Im Ersten Weltkrieg wurden verstärkt patriotische Lieder gesungen, umgetextet oder für Propagandazwecke vereinnahmt, so wie das Deutschlandlied mit dem Langemarck-Mythos.
Einigkeit
Schon im Juni 1841 nahm Hoffmann von Fallersleben in seinem in den Unpolitischen Liedern veröffentlichten Gedicht Eins und Alles Bezug auf den Gedanken eines geeinten Deutschland jenseits fürstlicher Einzelinteressen:
Deutschland erst in sich vereint!
Auf! wir wollen uns verbinden,
Und wir können jeden Feind
Treuverbunden überwinden.
Die „Einigkeit“ in der dritten Strophe ist vermutlich beeinflusst von den Worten des sterbenden Attinghausen in Schillers Wilhelm Tell („Seid einig – einig – einig“) und von Seumes Gedicht An das deutsche Volk („Hass und Spaltung herrscht in unsern Stämmen, Einheit nur kann das Verderben hemmen“).
Zwischen den Weltkriegen
Mit der Revolution von 1918 verlor die Kaiserhymne ihre Bedeutung. Die Suche nach einer neuen Hymne für die Weimarer Republik ging schleppend voran. Vorstöße etwa des Präsidenten der Nationalversammlung, Constantin Fehrenbach (Zentrum), des Reichswehrministers Otto Geßler (DDP) und des Reichsinnenministers Erich Koch (DDP) blieben ungehört. Erst auf eine Anfrage der britischen Botschaft hin, die auf Geheiß ihres Außenministers Lord George Curzon tätig geworden war, kam im Sommer 1920 Bewegung in die Hymnenangelegenheit.
Es dauerte aber noch gut zwei Jahre bis zur amtlichen Proklamation der neuen Hymne. Dies lag zum einen an verschiedenen diplomatischen Verwicklungen, die ein Abwarten angezeigt erscheinen ließen, zum anderen daran, dass vor allem in der Mehrheitssozialdemokratischen Partei Vorbehalte gegen das favorisierte Deutschlandlied bestanden. Der Mord an Walther Rathenau (DDP) veranlasste Reichsinnenminister Adolf Köster (SPD) auf Anraten von Arnold Brecht, für eine rasche Lösung der Hymnenfrage zu sorgen.
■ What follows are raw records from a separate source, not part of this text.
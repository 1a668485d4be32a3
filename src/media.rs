//! Video URL and quality selection for an episode.
//!
//! An episode carries a list of CDN groups, each offering several bitrate
//! variants. These helpers pick one playable URL out of that structure and
//! list the qualities the user can switch between. They do no I/O and never
//! fail: missing data resolves to `None` or to a fallback list.

use crate::types::{CdnGroup, Episode, VideoVariant};

/// Quality used when the user has no stored preference.
pub const DEFAULT_QUALITY: u32 = 720;

/// Qualities offered when an episode has no usable variants yet.
pub const FALLBACK_QUALITIES: [u32; 4] = [360, 540, 720, 1080];

/// Rules tried in order when choosing a variant within a CDN group.
#[derive(Debug, Clone, Copy, PartialEq, Eq)]
pub enum VariantRule {
    /// Quality equals the user's preferred quality.
    ExactQuality,
    /// Variant flagged as the group default.
    FlaggedDefault,
    /// First variant in list order.
    FirstListed,
}

impl VariantRule {
    /// Tie-break order used by [`select_variant`].
    pub const ORDER: [VariantRule; 3] = [
        VariantRule::ExactQuality,
        VariantRule::FlaggedDefault,
        VariantRule::FirstListed,
    ];

    fn matches(self, variant: &VideoVariant, preferred_quality: u32) -> bool {
        match self {
            VariantRule::ExactQuality => variant.quality == preferred_quality,
            VariantRule::FlaggedDefault => variant.is_default,
            VariantRule::FirstListed => true,
        }
    }
}

/// The CDN group to stream from: the first one flagged default, otherwise
/// the first in the list.
pub fn preferred_group(episode: &Episode) -> Option<&CdnGroup> {
    episode
        .cdn_list
        .iter()
        .find(|group| group.is_default)
        .or_else(|| episode.cdn_list.first())
}

/// Pick a variant from `variants` by walking [`VariantRule::ORDER`].
pub fn select_variant(variants: &[VideoVariant], preferred_quality: u32) -> Option<&VideoVariant> {
    VariantRule::ORDER.iter().find_map(|rule| {
        variants
            .iter()
            .find(|variant| rule.matches(variant, preferred_quality))
    })
}

/// Resolve the URL to play for `episode` at `preferred_quality`.
///
/// Returns `None` when the episode is missing, has no CDN groups, its
/// preferred group has no variants, or the chosen variant has an empty URL.
///
/// # Examples
///
/// ```
/// use drama_watcher::media::resolve_video_url;
/// use drama_watcher::types::{CdnGroup, Episode, VideoVariant};
///
/// let episode = Episode {
///     cdn_list: vec![CdnGroup {
///         video_path_list: vec![
///             VideoVariant { quality: 540, video_path: "https://cdn/540.mp4".into(), is_default: true },
///             VideoVariant { quality: 720, video_path: "https://cdn/720.mp4".into(), is_default: false },
///         ],
///         ..Default::default()
///     }],
///     ..Default::default()
/// };
///
/// assert_eq!(resolve_video_url(Some(&episode), 720), Some("https://cdn/720.mp4"));
/// assert_eq!(resolve_video_url(Some(&episode), 1080), Some("https://cdn/540.mp4"));
/// assert_eq!(resolve_video_url(None, 720), None);
/// ```
pub fn resolve_video_url(episode: Option<&Episode>, preferred_quality: u32) -> Option<&str> {
    let group = preferred_group(episode?)?;
    let variant = select_variant(&group.video_path_list, preferred_quality)?;
    Some(variant.video_path.as_str()).filter(|url| !url.is_empty())
}

/// Qualities available for `episode`, sorted ascending.
///
/// Duplicates are kept and equal values stay in list order. When there is
/// no usable group or variant list, [`FALLBACK_QUALITIES`] is returned so
/// the quality menu always has options.
pub fn available_qualities(episode: Option<&Episode>) -> Vec<u32> {
    let variants = episode
        .and_then(preferred_group)
        .map(|group| group.video_path_list.as_slice())
        .unwrap_or_default();

    if variants.is_empty() {
        return FALLBACK_QUALITIES.to_vec();
    }

    let mut qualities: Vec<u32> = variants.iter().map(|v| v.quality).collect();
    qualities.sort();
    qualities
}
Die Verantwortlichen hofften darauf, die gemäßigte Rechte so an die Republik zu binden.
Am 10. August 1922, dem Vorabend des Verfassungstages, erklärte Reichspräsident Friedrich Ebert das Lied der Deutschen mit allen drei Strophen zur Nationalhymne des Deutschen Reiches. Am 17. August 1922 wies Ebert die Reichswehr an, das Deutschlandlied „als Nationalhymne zu führen“. Eine allgemeinverbindliche Verordnung zur Proklamation der Nationalhymne erließ der Reichspräsident dagegen nicht. Vielmehr vermittelte die nunmehr offizielle Anerkennung dem Deutschlandlied endgültig gewohnheitsrechtliche Geltung. Dies alles geschah nach Abschluss der Pariser Vorortverträge, die von Deutschland und Deutschösterreich die Abtretung von in der ersten Strophe genannten Randgebieten verlangten und die Vereinigung der beiden deutschsprachigen Länder verboten. Daher wird die Hymne, in erster Linie von Anhängern des rechten politischen Spektrums, auch als Erinnerung an die abgetretenen Gebiete sowie an eine verwehrte Einigkeit im Sinne von Einheit interpretiert.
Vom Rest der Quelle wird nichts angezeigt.